200 box Ozetik sont parties ces derniers jours. 200 colis préparés par mes petites mains ! J’ai pris énormément de plaisir à les confectionner et voir mon projet se concrétiser de la sorte. J’ai pris aussi beaucoup de temps pour réaliser une boite qui me plaise, et qui j’espère vous donnera tout autant satisfaction !

Etape 1 : Tamponner 21 fois chaque box

Comment faire des box jolies, sans utiliser trop d’encre polluante, avec un seul carton  ?  Voilà la première question sur laquelle nous avons planchée avec la graphiste !

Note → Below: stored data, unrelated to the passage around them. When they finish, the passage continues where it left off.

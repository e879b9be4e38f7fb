use std::sync::Arc;

use chrono::{DateTime, Utc};
use dashmap::DashMap;

use crate::{
    MatchId, PlayerId, ServiceError, ServiceResult, TeamId, TournamentId, VenueId,
    standings::StandingsService, tournament::MatchFormat,
};

#[derive(Clone, Debug, PartialEq)]
pub struct Match {
    pub id: MatchId,
    pub tournament_id: TournamentId,
    pub team1: TeamId,
    pub team2: TeamId,
    pub venue_id: VenueId,
    pub scheduled_at: DateTime<Utc>,
    pub format: MatchFormat,
    pub toss_winner: Option<TeamId>,
    pub umpires: Vec<String>,
    pub winner_id: Option<TeamId>,
    pub match_result: Option<String>,
    pub man_of_the_match_id: Option<PlayerId>,
}

impl Match {
    /// A match is concluded once a result text has been recorded; the winner
    /// stays `None` for draws and no-results.
    pub fn is_concluded(&self) -> bool {
        self.match_result.is_some()
    }
}

/// Outcome payload recorded when a match concludes. The winner is not
/// validated against the match's participants and the result text is not
/// checked against the recognised categories; both behaviours are inherited
/// from the source system (see DESIGN.md).
#[derive(Clone, Debug, PartialEq)]
pub struct MatchOutcome {
    pub winner_id: Option<TeamId>,
    pub match_result: String,
    pub man_of_the_match_id: Option<PlayerId>,
}

#[async_trait::async_trait]
pub trait MatchRepository {
    async fn insert_match(&self, r#match: &Match) -> ServiceResult<()>;
    async fn get_match(&self, id: MatchId) -> ServiceResult<Option<Match>>;
    async fn update_match_outcome(&self, id: MatchId, outcome: &MatchOutcome) -> ServiceResult<()>;
}

#[async_trait::async_trait]
pub trait MatchResultService {
    async fn conclude_match(&self, match_id: MatchId, outcome: MatchOutcome) -> ServiceResult<()>;
}

pub struct MatchResultServiceImpl<M: MatchRepository, S: StandingsService> {
    match_repository: Arc<M>,
    standings_service: Arc<S>,
}

impl<M: MatchRepository, S: StandingsService> MatchResultServiceImpl<M, S> {
    pub fn new(match_repository: Arc<M>, standings_service: Arc<S>) -> Self {
        Self {
            match_repository,
            standings_service,
        }
    }
}

#[async_trait::async_trait]
impl<M: MatchRepository + Send + Sync + 'static, S: StandingsService + Send + Sync + 'static>
    MatchResultService for MatchResultServiceImpl<M, S>
{
    async fn conclude_match(&self, match_id: MatchId, outcome: MatchOutcome) -> ServiceResult<()> {
        let Some(mut concluded) = self.match_repository.get_match(match_id).await? else {
            return ServiceError::not_found(format!("match {} does not exist", match_id));
        };
        if outcome.match_result.trim().is_empty() {
            return ServiceError::invalid_input("match result must not be empty");
        }

        self.match_repository
            .update_match_outcome(match_id, &outcome)
            .await?;
        concluded.winner_id = outcome.winner_id;
        concluded.match_result = Some(outcome.match_result);
        concluded.man_of_the_match_id = outcome.man_of_the_match_id;

        // The match stays concluded even if a standings write fails partway;
        // there is no compensating rollback and the first error surfaces.
        self.standings_service
            .update_team_points(concluded.tournament_id, concluded.team1, &concluded)
            .await?;
        self.standings_service
            .update_team_points(concluded.tournament_id, concluded.team2, &concluded)
            .await?;

        log::info!(
            "match {} concluded: {}",
            match_id,
            concluded.match_result.as_deref().unwrap_or_default()
        );
        Ok(())
    }
}

#[derive(Clone, Default)]
pub struct MockMatchRepository {
    pub matches: Arc<DashMap<MatchId, Match>>,
}

#[allow(unused)]
impl MockMatchRepository {
    pub fn with_match(r#match: Match) -> Self {
        let repo = Self::default();
        repo.matches.insert(r#match.id, r#match);
        repo
    }

    pub fn get_matches(&self) -> Vec<Match> {
        self.matches
            .iter()
            .map(|entry| entry.value().clone())
            .collect()
    }
}

#[async_trait::async_trait]
impl MatchRepository for MockMatchRepository {
    async fn insert_match(&self, r#match: &Match) -> ServiceResult<()> {
        self.matches.insert(r#match.id, r#match.clone());
        Ok(())
    }

    async fn get_match(&self, id: MatchId) -> ServiceResult<Option<Match>> {
        Ok(self.matches.get(&id).map(|entry| entry.value().clone()))
    }

    async fn update_match_outcome(&self, id: MatchId, outcome: &MatchOutcome) -> ServiceResult<()> {
        let Some(mut stored) = self.matches.get_mut(&id) else {
            return ServiceError::not_found(format!("match {} does not exist", id));
        };
        stored.winner_id = outcome.winner_id;
        stored.match_result = Some(outcome.match_result.clone());
        stored.man_of_the_match_id = outcome.man_of_the_match_id;
        Ok(())
    }
}

#[cfg(test)]
mod tests {
    use crate::standings::MockStandingsService;

    use super::*;

    fn unconcluded_match() -> Match {
        Match {
            id: MatchId::new(),
            tournament_id: TournamentId(uuid::Uuid::new_v4()),
            team1: TeamId(uuid::Uuid::new_v4()),
            team2: TeamId(uuid::Uuid::new_v4()),
            venue_id: VenueId(uuid::Uuid::new_v4()),
            scheduled_at: Utc::now(),
            format: MatchFormat::T20,
            toss_winner: None,
            umpires: vec!["A. Dar".to_string(), "R. Tucker".to_string()],
            winner_id: None,
            match_result: None,
            man_of_the_match_id: None,
        }
    }

    #[tokio::test]
    async fn test_conclude_match_updates_and_cascades() {
        let m = unconcluded_match();
        let match_repository = MockMatchRepository::with_match(m.clone());
        let standings_service = MockStandingsService::default();
        let service = MatchResultServiceImpl::new(
            Arc::new(match_repository.clone()),
            Arc::new(standings_service.clone()),
        );

        let man_of_the_match = PlayerId(uuid::Uuid::new_v4());
        service
            .conclude_match(
                m.id,
                MatchOutcome {
                    winner_id: Some(m.team1),
                    match_result: "Team 1 won by 20 runs".to_string(),
                    man_of_the_match_id: Some(man_of_the_match),
                },
            )
            .await
            .expect("Failed to conclude match");

        let stored = match_repository.get_match(m.id).await.unwrap().unwrap();
        assert!(stored.is_concluded());
        assert_eq!(stored.winner_id, Some(m.team1));
        assert_eq!(
            stored.match_result.as_deref(),
            Some("Team 1 won by 20 runs")
        );
        assert_eq!(stored.man_of_the_match_id, Some(man_of_the_match));

        // Standings run for team1, then team2, with the concluded match.
        assert_eq!(
            standings_service.get_calls(),
            vec![
                (m.tournament_id, m.team1, m.id),
                (m.tournament_id, m.team2, m.id)
            ]
        );
    }

    #[tokio::test]
    async fn test_conclude_missing_match() {
        let service = MatchResultServiceImpl::new(
            Arc::new(MockMatchRepository::default()),
            Arc::new(MockStandingsService::default()),
        );

        let result = service
            .conclude_match(
                MatchId::new(),
                MatchOutcome {
                    winner_id: None,
                    match_result: "Draw".to_string(),
                    man_of_the_match_id: None,
                },
            )
            .await;
        assert!(matches!(result, Err(ServiceError::NotFound(_))));
    }

    #[tokio::test]
    async fn test_conclude_empty_result() {
        let m = unconcluded_match();
        let standings_service = MockStandingsService::default();
        let service = MatchResultServiceImpl::new(
            Arc::new(MockMatchRepository::with_match(m.clone())),
            Arc::new(standings_service.clone()),
        );

        let result = service
            .conclude_match(
                m.id,
                MatchOutcome {
                    winner_id: None,
                    match_result: "  ".to_string(),
                    man_of_the_match_id: None,
                },
            )
            .await;
        assert!(matches!(result, Err(ServiceError::InvalidInput(_))));
        assert!(standings_service.get_calls().is_empty());
    }

    #[tokio::test]
    async fn test_reconclude_double_counts() {
        // Regression pin: there is no concluded-state guard, so concluding
        // the same match twice re-runs the standings cascade.
        let m = unconcluded_match();
        let standings_service = MockStandingsService::default();
        let service = MatchResultServiceImpl::new(
            Arc::new(MockMatchRepository::with_match(m.clone())),
            Arc::new(standings_service.clone()),
        );

        let outcome = MatchOutcome {
            winner_id: Some(m.team2),
            match_result: "Team 2 won by 4 wickets".to_string(),
            man_of_the_match_id: None,
        };
        for _ in 0..2 {
            service
                .conclude_match(m.id, outcome.clone())
                .await
                .expect("Failed to conclude match");
        }

        assert_eq!(standings_service.get_calls().len(), 4);
    }

    #[tokio::test]
    async fn test_partial_standings_failure_keeps_match_concluded() {
        let m = unconcluded_match();
        let match_repository = MockMatchRepository::with_match(m.clone());
        let standings_service = MockStandingsService::default();
        standings_service.fail_for_team(m.team2);
        let service = MatchResultServiceImpl::new(
            Arc::new(match_repository.clone()),
            Arc::new(standings_service.clone()),
        );

        let result = service
            .conclude_match(
                m.id,
                MatchOutcome {
                    winner_id: Some(m.team1),
                    match_result: "Team 1 won by 9 wickets".to_string(),
                    man_of_the_match_id: None,
                },
            )
            .await;

        assert!(matches!(result, Err(ServiceError::Store(_))));
        // Team 1 was counted, team 2 was not, and the match stays concluded.
        assert_eq!(
            standings_service.get_calls(),
            vec![(m.tournament_id, m.team1, m.id)]
        );
        let stored = match_repository.get_match(m.id).await.unwrap().unwrap();
        assert!(stored.is_concluded());
    }
}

Au contraire de la plupart des box existantes qui ont un carton extérieur pour l’envoi et une boite travaillée à l’intérieur pour présenter les produits, nous ne voulions utiliser qu’un seul et unique carton, histoire de limiter le suremballage, sans trop utiliser d’encre. Mais nous voulions tout de même que ce carton soit personnalisé et agréable à recevoir !

La solution trouvée : 9 tampons personnalisés en bois. J’ai tamponnée 21 fois chaque box. Un total de 4200 coups de tampons, qui m’a valu une ampoule à la main à la fin des 3 jours de confection !!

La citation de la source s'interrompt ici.